Unfortunately, the history of the ute might be at an end. With Ford ending Australian production, it looks like the end of Australian-market exclusive vehicles, and in the near future, there might not even be a suitable rear-wheel-drive car-based chassis to build utes on. "Ranger will remain as our leading Ute / pick-up post the end of Falcon Ute production," said Sinead Phipps, Communications Director at Ford Australia, in an email to Autoblog. Scroll down to get the full scoop on ute history in the press release.
FORD CELEBRATES AUSSIE UTE'S 80TH ANNIVERSARY AS THE PIONEER OF THE COMPANY'S GLOBAL TRUCK LEADERSHIP
Ford celebrates the 80th anniversary of its ute – the forerunner of modern pickup trucks – based on the first sale to a Melbourne-area farmer in February 1934
A 23-year-old Ford Australia designer created the ute by listening to the farming family's request for a vehicle with more utility
Ford's truck teams translate customer needs into innovations more than ever, including the all-new 2015 F-150 with high-strength, military-grade, aluminum alloys throughout the body
Ford sold more than one million pickups globally in 2013 based on Ranger growth in Asia, F-Series' 37th straight year as America's best-selling truck and the "International Pick-Up Award 2013" in Europe
Ford is celebrating the 80th anniversary of its Australian invention of the iconic ute, which led to the development of vehicles such as the F-Series and Ranger and propelled the company to years of truck leadership.
Not only was it an Australian invention, but the concept has been exported to the world, reinterpreted by other manufacturers and gained a legion of fans everywhere.
The story of the first Ford ute is a key part of Ford's rich heritage that has seen the development of such iconic vehicles as the F-Series.
Farming roots
Like all good ideas, the first integrated passenger-car based Ute was born out of necessity, very much like the first Model T Ford.
In mid-1933 the then managing director of the Ford Motor Company of Australia, Hubert French, received a letter from a farmer's wife in Gippsland, Victoria.
She wrote: "My husband and I can't afford a car and a truck but we need a car to go to church on Sunday and a truck to take the pigs to market on Monday. Can you help?" What the customer wanted was a vehicle with passenger car comfort but could also carry loads.

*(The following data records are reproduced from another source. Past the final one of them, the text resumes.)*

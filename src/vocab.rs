//! Namespace constants used by the processor that are not already part of
//! [`oxrdf::vocab`].

use oxrdf::NamedNodeRef;

/// The [XHTML Vocabulary](https://www.w3.org/1999/xhtml/vocab#), used to
/// expand the bare RDFa 1.0 term map and the empty-prefix CURIE on XHTML
/// hosts (§4.4.2, GLOSSARY "XHV").
pub const XHV: &str = "http://www.w3.org/1999/xhtml/vocab#";

/// `rdfa:usesVocabulary`, emitted whenever `@vocab` sets a non-empty default
/// vocabulary (§4.5 Step 2).
pub const RDFA_USES_VOCABULARY: NamedNodeRef<'_> =
    NamedNodeRef::new_unchecked("http://www.w3.org/ns/rdfa#usesVocabulary");

/// `rdfa:context`, used on processor-graph diagnostic nodes (§4.7).
pub const RDFA_CONTEXT: NamedNodeRef<'_> =
    NamedNodeRef::new_unchecked("http://www.w3.org/ns/rdfa#context");

/// `dc:description`, used on processor-graph diagnostic nodes (§4.7).
pub const DC_DESCRIPTION: NamedNodeRef<'_> =
    NamedNodeRef::new_unchecked("http://purl.org/dc/terms/description");

/// `dc:date`, used on processor-graph diagnostic nodes (§4.7).
pub const DC_DATE: NamedNodeRef<'_> =
    NamedNodeRef::new_unchecked("http://purl.org/dc/terms/date");

/// The class IRI for a given [`MessageKind`](crate::error::MessageKind), per
/// §4.7's enumeration ("Info, Warning, Error, DocumentError,
/// ProfileReferenceError, UnresolvedCURIE, UnresolvedTerm").
pub fn message_class(kind: crate::error::MessageKind) -> NamedNodeRef<'static> {
    use crate::error::MessageKind::*;
    NamedNodeRef::new_unchecked(match kind {
        Info => "http://www.w3.org/ns/rdfa#Info",
        Warning => "http://www.w3.org/ns/rdfa#Warning",
        Error | LiteralError | PrefixError => "http://www.w3.org/ns/rdfa#Error",
        DocumentError => "http://www.w3.org/ns/rdfa#DocumentError",
        ProfileReferenceError => "http://www.w3.org/ns/rdfa#ProfileReferenceError",
        UnresolvedCurie => "http://www.w3.org/ns/rdfa#UnresolvedCURIE",
        UnresolvedTerm => "http://www.w3.org/ns/rdfa#UnresolvedTerm",
    })
}

/// `ptr:XPathPointer`, used as the `rdf:type` of the pointer blank node
/// attached to a diagnostic (§4.7).
pub const PTR_XPATH_POINTER: NamedNodeRef<'_> =
    NamedNodeRef::new_unchecked("http://www.w3.org/2009/pointers#XPathPointer");

/// `ptr:expression`, carrying the element's path on a pointer blank node
/// (§4.7).
pub const PTR_EXPRESSION: NamedNodeRef<'_> =
    NamedNodeRef::new_unchecked("http://www.w3.org/2009/pointers#expression");

/// The default RDFa 1.0 term mappings, seeded into `term_mappings` before any
/// profile is merged (§4.5 Preamble): each bare term below expands into
/// `XHV` + the term itself.
pub const XHTML_1_0_DEFAULT_TERMS: &[&str] = &[
    "alternate",
    "appendix",
    "bookmark",
    "cite",
    "chapter",
    "contents",
    "copyright",
    "first",
    "glossary",
    "help",
    "icon",
    "index",
    "last",
    "license",
    "meta",
    "next",
    "p3pv1",
    "prev",
    "role",
    "section",
    "stylesheet",
    "subsection",
    "start",
    "top",
    "up",
];
/// Runs the per-element procedure of §4.5 for `element` under `context`,
/// pushing emitted triples onto `triples` and returning the context its
/// children should be walked under (or [`StepOutcome::Stop`] when the
/// element's children are XML-literal markup).
#[allow(clippy::too_many_arguments)]
pub fn process_element<E: ElementNode>(
    element: &E,
    context: &EvaluationContext,
    is_root: bool,
    host: HostLanguage,
    version: RdfaVersion,
    document_base: Option<&NamedNode>,
    blank_nodes: &mut BlankNodeScope,
    messages: &mut Messages,
    triples: &mut Vec<Triple>,
) -> StepOutcome {
    let mut ctx = context.clone();
    let mut recurse = true;
    let mut skip = false;

    // Base update (§4.5 "Base update").
    if host.supports_xml_base() {
        if let Some(value) = attr(element, "xml:base") {
            if !value.is_empty() {
                let resolved = match &ctx.base {
                    Some(base) => base.resolve(value),
                    None => Iri::parse(value.to_owned()),
                };
                match resolved {
                    Ok(iri) => ctx.base = Some(iri),
                    Err(error) => messages.push(
                        crate::error::MessageKind::UnresolvedCurie,
                        format!("invalid xml:base '{value}': {error}"),
                    ),
                }
            }
        }
    }

    // Step 2 -- @vocab.
    if let Some(value) = attr(element, "vocab") {
        if value.is_empty() {
            // "reset default_vocabulary to host default" -- no host defines
            // one beyond the 1.0 term map (which is unaffected by @vocab),
            // so the host default is the absence of a default vocabulary.
            ctx.default_vocabulary = None;
        } else if let Some(Resource::Iri(iri)) = resolve(
            value,
            Restrictions::uri_only(),
            &ctx,
            version,
            blank_nodes,
            messages,
        ) {
            ctx.default_vocabulary = Some(iri.clone());
            if let Some(base) = document_base {
                triples.push(Triple::new(base.clone(), RDFA_USES_VOCABULARY, iri));
            }
        }
    }

    // Step 3 -- mappings.
    crate::mapping::extract_mappings(
        element,
        host,
        version,
        ctx.uri_mappings_mut(),
        ctx.namespaces_mut(),
        messages,
    );

    // Step 4 -- language. The literal spec text's "HTML hosts prefer
    // xml:lang over lang" is already implied by checking xml:lang first
    // regardless of host.
    match attr(element, "xml:lang").or_else(|| attr(element, "lang")) {
        Some("") => ctx.language = None,
        Some(value) => ctx.language = Some(value.to_owned()),
        None => {}
    }

    let has_rel_rev = element.attribute("rel").is_some() || element.attribute("rev").is_some();
    let typeof_present = attr(element, "typeof").is_some();
    let local_name = element.local_name();
    let is_head_or_body =
        host.has_head_body_rule() && matches!(local_name, "head" | "body");

    let mut new_subject: Option<Subject>;
    let mut current_object_resource: Option<Subject> = None;

    if !has_rel_rev {
        // Step 5 -- subject when no @rel/@rev.
        new_subject = resolve_attr(
            element,
            "about",
            Restrictions::safe_curie_or_curie_or_uri(version),
            &ctx,
            version,
            blank_nodes,
            messages,
        )
        .or_else(|| {
            resolve_attr(
                element,
                "src",
                Restrictions::uri_only(),
                &ctx,
                version,
                blank_nodes,
                messages,
            )
        })
        .or_else(|| {
            resolve_attr(
                element,
                "resource",
                Restrictions::safe_curie_or_curie_or_uri(version),
                &ctx,
                version,
                blank_nodes,
                messages,
            )
        })
        .or_else(|| {
            resolve_attr(
                element,
                "href",
                Restrictions::uri_only(),
                &ctx,
                version,
                blank_nodes,
                messages,
            )
        });

        if new_subject.is_none() {
            if is_head_or_body {
                new_subject = base_as_subject(&ctx.base);
            } else if is_root && ctx.base.is_some() {
                new_subject = base_as_subject(&ctx.base);
            } else if typeof_present {
                new_subject = Some(Subject::from(blank_nodes.fresh()));
            } else {
                new_subject = context.parent_object.clone();
                if attr(element, "property").is_none() {
                    skip = true;
                }
            }
        }
    } else {
        // Step 6 -- subject when @rel or @rev present.
        new_subject = resolve_attr(
            element,
            "about",
            Restrictions::safe_curie_or_curie_or_uri(version),
            &ctx,
            version,
            blank_nodes,
            messages,
        )
        .or_else(|| {
            resolve_attr(
                element,
                "src",
                Restrictions::uri_only(),
                &ctx,
                version,
                blank_nodes,
                messages,
            )
        });

        if new_subject.is_none() {
            if is_head_or_body {
                new_subject = base_as_subject(&ctx.base);
            } else if is_root && ctx.base.is_some() {
                new_subject = base_as_subject(&ctx.base);
            } else if typeof_present {
                new_subject = Some(Subject::from(blank_nodes.fresh()));
            } else {
                new_subject = context.parent_object.clone();
            }
        }

        current_object_resource = resolve_attr(
            element,
            "resource",
            Restrictions::safe_curie_or_curie_or_uri(version),
            &ctx,
            version,
            blank_nodes,
            messages,
        )
        .or_else(|| {
            resolve_attr(
                element,
                "href",
                Restrictions::uri_only(),
                &ctx,
                version,
                blank_nodes,
                messages,
            )
        });
    }

    // Step 7 -- @typeof.
    if let Some(subject) = &new_subject {
        for type_iri in resolve_token_list(
            element,
            "typeof",
            Restrictions::term_or_curie_or_abs_uri(version),
            &ctx,
            version,
            blank_nodes,
            messages,
        ) {
            triples.push(Triple::new(subject.clone(), rdf::TYPE, type_iri));
        }
    }

    // Step 8 -- complete rel/rev locally.
    if let (Some(subject), Some(object)) = (&new_subject, &current_object_resource) {
        let object_term: Term = object.clone().into();
        let subject_term: Term = subject.clone().into();
        for predicate in resolve_token_list(
            element,
            "rel",
            Restrictions::term_or_curie_or_abs_uri(version),
            &ctx,
            version,
            blank_nodes,
            messages,
        ) {
            triples.push(Triple::new(subject.clone(), predicate, object_term.clone()));
        }
        for predicate in resolve_token_list(
            element,
            "rev",
            Restrictions::term_or_curie_or_abs_uri(version),
            &ctx,
            version,
            blank_nodes,
            messages,
        ) {
            triples.push(Triple::new(object.clone(), predicate, subject_term.clone()));
        }
    }

    // Step 9 -- defer to a child.
    let mut local_incomplete = Vec::new();
    if has_rel_rev && current_object_resource.is_none() {
        current_object_resource = Some(Subject::from(blank_nodes.fresh()));
        for predicate in resolve_token_list(
            element,
            "rel",
            Restrictions::term_or_curie_or_abs_uri(version),
            &ctx,
            version,
            blank_nodes,
            messages,
        ) {
            local_incomplete.push(IncompleteTriple {
                predicate,
                direction: Direction::Forward,
            });
        }
        for predicate in resolve_token_list(
            element,
            "rev",
            Restrictions::term_or_curie_or_abs_uri(version),
            &ctx,
            version,
            blank_nodes,
            messages,
        ) {
            local_incomplete.push(IncompleteTriple {
                predicate,
                direction: Direction::Reverse,
            });
        }
    }

    // Step 11 -- complete incoming incomplete triples. Runs before Step 10's
    // literal emission so that, within one element, completions precede the
    // literal triples in the emitted order (§5 "Ordering").
    if !skip {
        if let Some(subject) = &new_subject {
            if let Some(parent_subject) = &context.parent_subject {
                let subject_term: Term = subject.clone().into();
                let parent_term: Term = parent_subject.clone().into();
                for pending in &context.incomplete_triples {
                    match pending.direction {
                        Direction::Forward => triples.push(Triple::new(
                            parent_subject.clone(),
                            pending.predicate.clone(),
                            subject_term.clone(),
                        )),
                        Direction::Reverse => triples.push(Triple::new(
                            subject.clone(),
                            pending.predicate.clone(),
                            parent_term.clone(),
                        )),
                    }
                }
            }
        }
    }

    // Step 10 -- @property (literal emission).
    if let Some(property_value) = attr(element, "property") {
        let predicates: Vec<NamedNode> = property_value
            .split_whitespace()
            .filter_map(|token| {
                match resolve(
                    token,
                    Restrictions::term_or_curie_or_abs_uri_prop(version),
                    &ctx,
                    version,
                    blank_nodes,
                    messages,
                ) {
                    Some(Resource::Iri(iri)) => Some(iri),
                    _ => None,
                }
            })
            .collect();

        if !predicates.is_empty() {
            let content_attr = attr(element, "content");
            let datatype_attr = attr(element, "datatype");
            let datatype_iri = match datatype_attr {
                Some(d) if !d.is_empty() => match resolve(
                    d,
                    Restrictions::term_or_curie_or_abs_uri(version),
                    &ctx,
                    version,
                    blank_nodes,
                    messages,
                ) {
                    Some(Resource::Iri(iri)) => Some(iri),
                    _ => None,
                },
                _ => None,
            };
            let input = LiteralInput {
                content_attr,
                datatype_attr,
                datatype_iri,
                language: ctx.language.as_deref(),
            };
            if let Some((value, recurse_flag)) =
                build_literal(element, &input, &ctx.namespaces, version, messages)
            {
                recurse = recurse_flag;
                if let Some(subject) = &new_subject {
                    let literal = value.into_literal();
                    for predicate in &predicates {
                        triples.push(Triple::new(
                            subject.clone(),
                            predicate.clone(),
                            literal.clone(),
                        ));
                    }
                }
            }
        }
    }

    // Step 12 -- recurse.
    if !recurse {
        return StepOutcome::Stop;
    }

    if skip {
        // `ctx` already equals "reuse parent's context, overlaid with any
        // locally-changed fields" -- it was cloned from `context` and only
        // the fields §3's Lifecycle names (base, uri_mappings, namespaces,
        // language, term_mappings, default_vocabulary) were ever mutated in
        // place; parent_subject/parent_object/incomplete_triples are
        // untouched. Map-valued fields stay `Rc`-aliased with the parent
        // when nothing actually changed (§9 "copy-on-mutate lazily").
        StepOutcome::Continue(ctx)
    } else {
        let parent_object = current_object_resource
            .clone()
            .or_else(|| new_subject.clone())
            .or_else(|| context.parent_subject.clone());
        let child = EvaluationContext {
            base: ctx.base,
            parent_subject: new_subject.or_else(|| context.parent_subject.clone()),
            parent_object,
            uri_mappings: ctx.uri_mappings,
            namespaces: ctx.namespaces,
            incomplete_triples: local_incomplete,
            language: ctx.language,
            term_mappings: ctx.term_mappings,
            default_vocabulary: ctx.default_vocabulary,
        };
        StepOutcome::Continue(child)
    }
}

French passed the letter on to a young design engineer, Lewis (Lew) Bandt, who had joined the company only a few years previously as Ford's only designer. Bandt was just 23 years old but was already showing a flair for design for which he was to become quite famous until he retired in 1975.
Bandt died in 1987, after being involved in an accident driving a restored version of the Utility he helped make famous.

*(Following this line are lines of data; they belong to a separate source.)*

//! The per-element Evaluation Context (§3) that the traversal engine (C6)
//! carries down the recursion.

use oxiri::Iri;
use oxrdf::{NamedNode, Subject};
use std::collections::HashMap;
use std::rc::Rc;

/// Whether a pending [`IncompleteTriple`] completes as `(parent, p, child)`
/// (`rel`) or `(child, p, parent)` (`rev`), §4.5 Step 9.
#[derive(Debug, Clone, Copy, Eq, PartialEq)]
pub enum Direction {
    Forward,
    Reverse,
}

/// A pending `(predicate, direction)` entry awaiting a subject from a
/// descendant (§3 "incomplete_triples", GLOSSARY "Incomplete Triple").
#[derive(Debug, Clone)]
pub struct IncompleteTriple {
    pub predicate: NamedNode,
    pub direction: Direction,
}

/// The evaluation context itself (§3 table). Cloned on the way down and
/// mutated locally per element; a clone's mutations never back-propagate
/// to its parent (§3 invariant "Context scoping").
///
/// `uri_mappings`, `namespaces` and `term_mappings` are `Rc`-wrapped so
/// that a "skip" element that changes none of them (§3 Lifecycle) can reuse
/// its parent's maps without a deep copy; any element that *does* touch a
/// map calls `Rc::make_mut` (via the `*_mut` helpers below), which clones
/// only then (§9 "copy-on-mutate lazily").
#[derive(Debug, Clone)]
pub struct EvaluationContext {
    pub base: Option<Iri<String>>,
    pub parent_subject: Option<Subject>,
    pub parent_object: Option<Subject>,
    pub uri_mappings: Rc<HashMap<String, String>>,
    pub namespaces: Rc<HashMap<String, String>>,
    pub incomplete_triples: Vec<IncompleteTriple>,
    pub language: Option<String>,
    pub term_mappings: Rc<HashMap<String, NamedNode>>,
    pub default_vocabulary: Option<NamedNode>,
}

impl EvaluationContext {
    /// Builds the document's initial context (§4.5 Preamble), before any
    /// profile has been merged.
    pub fn initial(base: Option<Iri<String>>) -> Self {
        Self {
            base,
            parent_subject: None,
            parent_object: None,
            uri_mappings: Rc::new(HashMap::new()),
            namespaces: Rc::new(HashMap::new()),
            incomplete_triples: Vec::new(),
            language: None,
            term_mappings: Rc::new(HashMap::new()),
            default_vocabulary: None,
        }
    }

    /// Mutable access to `uri_mappings`, cloning the shared map only on
    /// first write (§9).
    pub fn uri_mappings_mut(&mut self) -> &mut HashMap<String, String> {
        Rc::make_mut(&mut self.uri_mappings)
    }

    /// Mutable access to `namespaces`, cloning the shared map only on first
    /// write (§9).
    pub fn namespaces_mut(&mut self) -> &mut HashMap<String, String> {
        Rc::make_mut(&mut self.namespaces)
    }

    /// Mutable access to `term_mappings`, cloning the shared map only on
    /// first write (§9).
    pub fn term_mappings_mut(&mut self) -> &mut HashMap<String, NamedNode> {
        Rc::make_mut(&mut self.term_mappings)
    }

    /// A case-insensitive lookup used by 1.1's prefix and term resolution
    /// (§4.4.1 step 2, §3 "uri_mappings... case-insensitive in 1.1").
    pub fn uri_mapping_case_insensitive(&self, prefix: &str) -> Option<&str> {
        self.uri_mappings
            .iter()
            .find(|(k, _)| k.eq_ignore_ascii_case(prefix))
            .map(|(_, v)| v.as_str())
    }

    /// A case-insensitive lookup used by term resolution (§4.4.1 step 2).
    pub fn term_mapping_case_insensitive(&self, term: &str) -> Option<&NamedNode> {
        self.term_mappings
            .iter()
            .find(|(k, _)| k.eq_ignore_ascii_case(term))
            .map(|(_, v)| v)
    }
}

Bandt's take on the passenger car-based utility was considered revolutionary at the time. Until the early 1930s, many auto manufacturers and vehicle body builders had constructed wooden or metal 'utility' bodies on car chassis. Henry Ford's Model T was a particular favourite and Ford T "Buckboards" and "Utility Runabouts" were to be found on farms and delivering goods in towns and cities throughout the world.
The ute is Born
Where Bandt's design differed was that he developed his Ford utility as a coupe (two-passenger, steel-paneled, glass-windowed car) with an integrated steel-paneled load carrying section at the rear. What Bandt did was to blend the 'pickup' sides into a coupe body, which provided a cleaner profile and increased the load area behind the cabin.
Bandt sketched out his ute on a 10 metre blackboard, giving it a 545 kilogram (1200-pound) payload on a wheelbase of 2845 mm (9 feet, 4 inches).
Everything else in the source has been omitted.